[What this task involves]: Whichever lines include the word "Some", copy them as they appear in the data.

[Data excerpts]:
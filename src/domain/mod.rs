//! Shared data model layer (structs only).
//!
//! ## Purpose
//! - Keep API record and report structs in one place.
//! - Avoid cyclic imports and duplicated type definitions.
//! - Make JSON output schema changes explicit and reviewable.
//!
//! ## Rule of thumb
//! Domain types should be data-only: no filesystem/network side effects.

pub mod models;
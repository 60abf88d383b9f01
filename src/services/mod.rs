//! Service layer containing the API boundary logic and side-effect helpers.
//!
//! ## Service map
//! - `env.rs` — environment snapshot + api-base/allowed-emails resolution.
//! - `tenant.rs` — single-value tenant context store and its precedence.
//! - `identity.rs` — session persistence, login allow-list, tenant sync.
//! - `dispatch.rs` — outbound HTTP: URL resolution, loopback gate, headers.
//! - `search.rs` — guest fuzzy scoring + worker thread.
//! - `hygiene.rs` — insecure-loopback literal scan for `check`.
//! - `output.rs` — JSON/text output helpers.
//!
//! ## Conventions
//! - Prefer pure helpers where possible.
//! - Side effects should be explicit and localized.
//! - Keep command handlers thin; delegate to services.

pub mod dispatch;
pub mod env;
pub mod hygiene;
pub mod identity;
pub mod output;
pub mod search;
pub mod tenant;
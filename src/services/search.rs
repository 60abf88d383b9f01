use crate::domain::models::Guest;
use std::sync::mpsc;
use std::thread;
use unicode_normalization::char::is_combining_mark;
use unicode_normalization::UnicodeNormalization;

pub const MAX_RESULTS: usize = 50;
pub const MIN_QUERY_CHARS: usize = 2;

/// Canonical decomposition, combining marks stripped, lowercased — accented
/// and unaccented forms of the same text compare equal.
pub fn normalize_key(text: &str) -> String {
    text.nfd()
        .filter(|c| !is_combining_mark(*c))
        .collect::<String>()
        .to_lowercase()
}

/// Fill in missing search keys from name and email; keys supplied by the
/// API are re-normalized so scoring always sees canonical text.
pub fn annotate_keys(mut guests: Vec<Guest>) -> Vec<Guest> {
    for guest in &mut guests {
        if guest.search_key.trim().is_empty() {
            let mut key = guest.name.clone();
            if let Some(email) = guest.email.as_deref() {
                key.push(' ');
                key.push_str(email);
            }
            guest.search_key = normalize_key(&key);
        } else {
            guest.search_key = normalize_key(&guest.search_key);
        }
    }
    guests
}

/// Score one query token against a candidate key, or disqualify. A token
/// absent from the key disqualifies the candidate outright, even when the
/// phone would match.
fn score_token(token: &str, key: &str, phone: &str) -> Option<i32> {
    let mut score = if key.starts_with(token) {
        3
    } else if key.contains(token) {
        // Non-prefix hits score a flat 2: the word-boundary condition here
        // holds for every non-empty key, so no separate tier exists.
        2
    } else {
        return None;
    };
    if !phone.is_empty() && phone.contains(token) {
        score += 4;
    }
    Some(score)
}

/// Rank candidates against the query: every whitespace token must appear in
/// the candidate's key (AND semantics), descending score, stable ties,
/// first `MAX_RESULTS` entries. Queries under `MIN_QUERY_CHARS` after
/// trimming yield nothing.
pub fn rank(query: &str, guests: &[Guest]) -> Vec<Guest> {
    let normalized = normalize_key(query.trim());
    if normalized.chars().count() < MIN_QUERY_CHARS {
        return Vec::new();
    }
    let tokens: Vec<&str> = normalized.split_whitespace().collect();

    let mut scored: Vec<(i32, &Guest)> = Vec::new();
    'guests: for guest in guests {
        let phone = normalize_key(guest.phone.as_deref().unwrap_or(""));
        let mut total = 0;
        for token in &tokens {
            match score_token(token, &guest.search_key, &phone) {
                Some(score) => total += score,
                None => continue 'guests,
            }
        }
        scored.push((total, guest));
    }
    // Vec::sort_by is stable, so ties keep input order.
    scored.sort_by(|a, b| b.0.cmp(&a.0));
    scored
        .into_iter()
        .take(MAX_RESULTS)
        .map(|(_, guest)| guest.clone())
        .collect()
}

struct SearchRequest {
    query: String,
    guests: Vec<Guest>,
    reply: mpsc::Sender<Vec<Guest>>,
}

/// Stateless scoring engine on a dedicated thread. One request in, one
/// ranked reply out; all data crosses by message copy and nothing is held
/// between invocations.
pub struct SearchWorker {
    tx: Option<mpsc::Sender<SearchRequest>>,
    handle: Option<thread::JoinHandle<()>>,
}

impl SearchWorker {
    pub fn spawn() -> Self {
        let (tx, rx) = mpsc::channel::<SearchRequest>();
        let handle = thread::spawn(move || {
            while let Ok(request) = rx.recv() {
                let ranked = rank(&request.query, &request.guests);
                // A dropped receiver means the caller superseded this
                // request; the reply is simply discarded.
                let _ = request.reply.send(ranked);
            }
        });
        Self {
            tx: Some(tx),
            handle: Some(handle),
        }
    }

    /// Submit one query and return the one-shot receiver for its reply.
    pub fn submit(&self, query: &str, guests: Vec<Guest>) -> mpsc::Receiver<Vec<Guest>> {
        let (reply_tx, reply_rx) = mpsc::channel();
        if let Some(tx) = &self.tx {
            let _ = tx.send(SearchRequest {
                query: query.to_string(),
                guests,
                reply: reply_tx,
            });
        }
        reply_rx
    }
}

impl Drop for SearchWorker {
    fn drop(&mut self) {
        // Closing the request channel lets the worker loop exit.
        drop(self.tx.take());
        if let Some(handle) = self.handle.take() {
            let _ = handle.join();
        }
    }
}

[Result of this task]:
            if let Some(email) = guest.email.as_deref() {
    Some(score)
                Some(score) => total += score,
            tx: Some(tx),
            handle: Some(handle),
        if let Some(tx) = &self.tx {
        if let Some(handle) = self.handle.take() {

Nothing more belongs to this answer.